CSI 5180 - Machine Learning for Bioinformatics
Version: Jan 13, 2025 12:00
In this lecture, we will explore the cell, including the different types of cells, their organisation, and composition. We will also introduce concepts from molecular evolution. Additionally, we will discuss the macromolecules that make up the cell and their basic structures. Throughout the lecture, we will emphasize the relevance of these concepts to machine learning and bioinformatics.
General objective
Tip
With a uOttawa IP address, you can access 300,000 books for free from Springer Nature Link. This includes full downloads in PDF or EPUB formats.
Cells are categorized based on the presence or absence of a nucleus:
Prokaryotes: These cells or organisms lack a membrane-bound, structurally distinct nucleus and other sub-cellular compartments. Bacteria exemplify prokaryotic life forms.
Eukaryotes: These cells or organisms possess a membrane-bound, structurally distinct nucleus along with well-developed sub-cellular compartments. Eukaryotes comprise all organisms except viruses, bacteria, and cyanobacteria (blue-green algae).
Eukaryotic cells typically exhibit larger dimensions than their prokaryotic counterparts.
In eukaryotic cells, genetic material (DNA) is organised and condensed more intricately than in prokaryotic cells.
Prokarya: Organisms classified as prokaryotes lack a defined nucleus. Exemplary species include Cyanobacteria (blue-green algae) and Escherichia coli (common bacteria).
Eukarya: Eukaryotic organisms possess cells with a well-defined nucleus. Examples include Trypanosoma brucei (a unicellular organism known for causing sleeping sickness) and Homo sapiens (a multicellular organism).
Archaea: Although archaea lack a nuclear membrane similar to prokaryotes, their transcription and translation mechanisms are more akin to those found in eukaryotes.
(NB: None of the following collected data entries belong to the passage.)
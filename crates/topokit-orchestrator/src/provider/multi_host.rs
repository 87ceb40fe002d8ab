//! Engine cluster provider.
//!
//! Every node becomes a cluster service, launched concurrently with one
//! task per node. The call returns once every node has registered or
//! failed, or the join barrier times out.

use async_trait::async_trait;
use futures::future::join_all;
use std::path::Path;
use tracing::{debug, error, info, warn};

use super::{
    port_at, reject_gateways, AddressResolution, EngineSession, NodeProvider, ProviderKind,
    RestUrl, ServerEndpoint,
};
use crate::container::{
    ContainerFilter, NodeHandle, PortBinding, ResourceLimits, ServiceLaunch, LABEL_NODE,
};
use crate::error::{ProvisionError, Result};
use crate::registry::BarrierOutcome;
use crate::report::{NodeReport, ProvisionReport};
use topokit_core::{expand_groups_from, ExpandedNode, GatewaySpec, NodeGroupSpec, NodeRole};

/// Placement zone used when the cluster has a single host.
pub const SINGLE_HOST_ZONE: &str = "client";

const SERVER_PORT: u16 = NodeRole::Server.service_port();

/// Provider for an engine cluster.
#[derive(Clone)]
pub struct MultiHostProvider {
    session: EngineSession,
}

impl MultiHostProvider {
    /// Creates a provider over `session`.
    pub fn new(session: EngineSession) -> Self {
        Self { session }
    }

    /// Returns the engine session.
    pub fn session(&self) -> &EngineSession {
        &self.session
    }

    /// Returns the placement zone for `node`.
    ///
    /// The zone is the node's first service, or [`SINGLE_HOST_ZONE`] when
    /// the cluster has one host.
    pub fn zone_for(&self, node: &ExpandedNode) -> String {
        if self.session.manager().participant_count() == 1 {
            return SINGLE_HOST_ZONE.to_string();
        }
        match node.first_service() {
            Some(zone) => zone.to_string(),
            None => {
                warn!(node = %node.name, zone = SINGLE_HOST_ZONE, "No service assigned, using default zone");
                SINGLE_HOST_ZONE.to_string()
            }
        }
    }

    fn service_for(
        &self,
        node: &ExpandedNode,
        image: &str,
        limits: &ResourceLimits,
    ) -> Result<ServiceLaunch> {
        let mut launch = ServiceLaunch::new(&node.name, image, NodeRole::Server)
            .limits(limits.clone())
            .zone(&self.zone_for(node));
        if self.session.expose_ports() {
            let published = port_at(SERVER_PORT, node.global_index)?;
            launch = launch.publish(PortBinding::tcp(SERVER_PORT, published));
        }
        Ok(launch)
    }

    // Launches one service in the background. The outcome lands in the
    // registry either way, so the barrier never waits on a failed node.
    fn spawn_launch(&self, launch: ServiceLaunch) {
        let session = self.session.clone();
        let attempts = session.settings().service_attempts;

        tokio::spawn(async move {
            let node = launch.node_name.clone();
            match session.manager().run_service(&launch, attempts).await {
                Ok(handle) => {
                    debug!(
                        node = %node,
                        container = %handle.short_id(),
                        host = ?handle.host,
                        "Service task running"
                    );
                    session.registry().register(node, handle).await;
                }
                Err(e) => {
                    error!(node = %node, service = %launch.name, error = %e, "Failed to launch service");
                    session.registry().mark_failed(node, e.to_string()).await;
                }
            }
        });
    }

    async fn node_report(&self, node: &ExpandedNode, outcome: &BarrierOutcome) -> NodeReport {
        if let Some(reason) = outcome.failed.get(&node.name) {
            return NodeReport::failed(&node.name, NodeRole::Server, reason.clone());
        }
        if outcome.missing.contains(&node.name) {
            return NodeReport::missing(&node.name, NodeRole::Server);
        }

        let url = match self.rest_url(&node.name).await {
            Ok(url) => url,
            Err(e) => {
                warn!(node = %node.name, error = %e, "Address lookup failed");
                RestUrl::unresolved(SERVER_PORT)
            }
        };
        if !url.is_reachable() {
            warn!(node = %node.name, "No ingress address after retries");
            return NodeReport::unmapped(&node.name, NodeRole::Server);
        }

        info!(node = %node.name, url = %url.http(), role = "server", "start couchbase");
        NodeReport::running(&node.name, NodeRole::Server, url)
    }

    // Registered handle, or the container labelled with the node name on
    // whichever host runs it.
    async fn lookup(&self, name: &str) -> Result<Option<NodeHandle>> {
        if let Some(handle) = self.session.registry().get(name).await {
            return Ok(Some(handle));
        }
        let found = self
            .session
            .manager()
            .locate_containers(&ContainerFilter::by_label(LABEL_NODE, name))
            .await?;
        Ok(found.into_iter().next())
    }

    // Transient engine errors count as "not ready" so the caller retries.
    async fn resolve_once(&self, name: &str) -> Result<AddressResolution> {
        match self.host_address(name).await {
            Err(e) if e.is_retryable() => {
                debug!(node = %name, error = %e, "Address lookup failed, retrying");
                Ok(AddressResolution::NotReady)
            }
            other => other,
        }
    }
}

#[async_trait]
impl NodeProvider for MultiHostProvider {
    async fn provision_servers(
        &self,
        options_path: Option<&Path>,
        groups: &[NodeGroupSpec],
    ) -> Result<ProvisionReport> {
        let session = &self.session;
        let settings = session.settings();
        let options = session.load_options(options_path)?;
        let offset = session.existing_server_count().await?;
        let nodes = expand_groups_from(groups, offset)?;
        let limits = ResourceLimits::from_options(&options);

        let image = session
            .images()
            .ensure(session.manager(), NodeRole::Server, &options)
            .await;

        let launches = nodes
            .iter()
            .map(|node| self.service_for(node, &image, &limits))
            .collect::<Result<Vec<_>>>()?;

        info!(
            nodes = nodes.len(),
            offset,
            hosts = session.manager().participant_count(),
            image = %image,
            "Launching services"
        );
        for launch in launches {
            self.spawn_launch(launch);
        }

        let expected: Vec<String> = nodes.iter().map(|n| n.name.clone()).collect();
        let outcome = session.registry().wait_for(&expected, &settings.barrier()).await;
        if !nodes.is_empty() {
            tokio::time::sleep(settings.settle_delay).await;
        }

        let entries = join_all(nodes.iter().map(|node| self.node_report(node, &outcome))).await;
        let mut report = ProvisionReport::new(self.kind(), NodeRole::Server);
        for entry in entries {
            report.push(entry);
        }
        Ok(report.finish())
    }

    async fn provision_gateways(
        &self,
        gateways: &[GatewaySpec],
        _upstream: &[ServerEndpoint],
    ) -> Result<ProvisionReport> {
        reject_gateways(self.kind(), gateways)?;
        Ok(ProvisionReport::new(self.kind(), NodeRole::Gateway).finish())
    }

    async fn host_address(&self, name: &str) -> Result<AddressResolution> {
        let Some(handle) = self.lookup(name).await? else {
            return Ok(AddressResolution::Unresolvable);
        };

        let client = self.session.manager().client_for_handle(&handle);
        let detail = match client.inspect_container(&handle.id).await {
            Ok(detail) => detail,
            Err(ProvisionError::ContainerNotFound(_)) => {
                debug!(node = %name, host = %client.host(), "Container not on owning host");
                return Ok(AddressResolution::Unresolvable);
            }
            Err(e) => return Err(e),
        };

        Ok(match detail.ingress_address() {
            Some(address) => AddressResolution::Resolved(address.to_string()),
            None => AddressResolution::NotReady,
        })
    }

    async fn rest_url(&self, name: &str) -> Result<RestUrl> {
        let settings = self.session.settings();
        let mut resolution = self.resolve_once(name).await?;
        let mut retries = 0;

        while resolution.is_retryable() && retries < settings.address_retries {
            retries += 1;
            debug!(node = %name, attempt = retries, "Ingress address not assigned yet");
            tokio::time::sleep(settings.address_backoff).await;
            resolution = self.resolve_once(name).await?;
        }

        Ok(resolution.into_rest_url(SERVER_PORT))
    }

    fn kind(&self) -> ProviderKind {
        ProviderKind::Swarm
    }
}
Methanococcus jannaschii is a methanogenic archaeon, notable for being the first archaebacterium to have its entire genome sequenced in 1996. Discovered in 1982, this organism inhabits the extreme environment of a white smoker vent at the Pacific Ocean’s seabed, located 2,600 meters deep. It thrives in temperatures ranging from 48°C to 94°C, with an optimal growth temperature of 85°C. Its genome comprises 1.66 megabases and includes 1,738 genes. Remarkably, 56% of these genes show no homology to those found in eukaryotic or prokaryotic organisms. Additionally, M. jannaschii possesses a single type of DNA polymerase, in contrast to the multiple types typically present in other genomes.
“The objectives of phylogenetic studies are (1) to reconstruct the genealogical ties between organisms and (2) to estimate the time of divergence between organisms since they last shared a common ancestor.”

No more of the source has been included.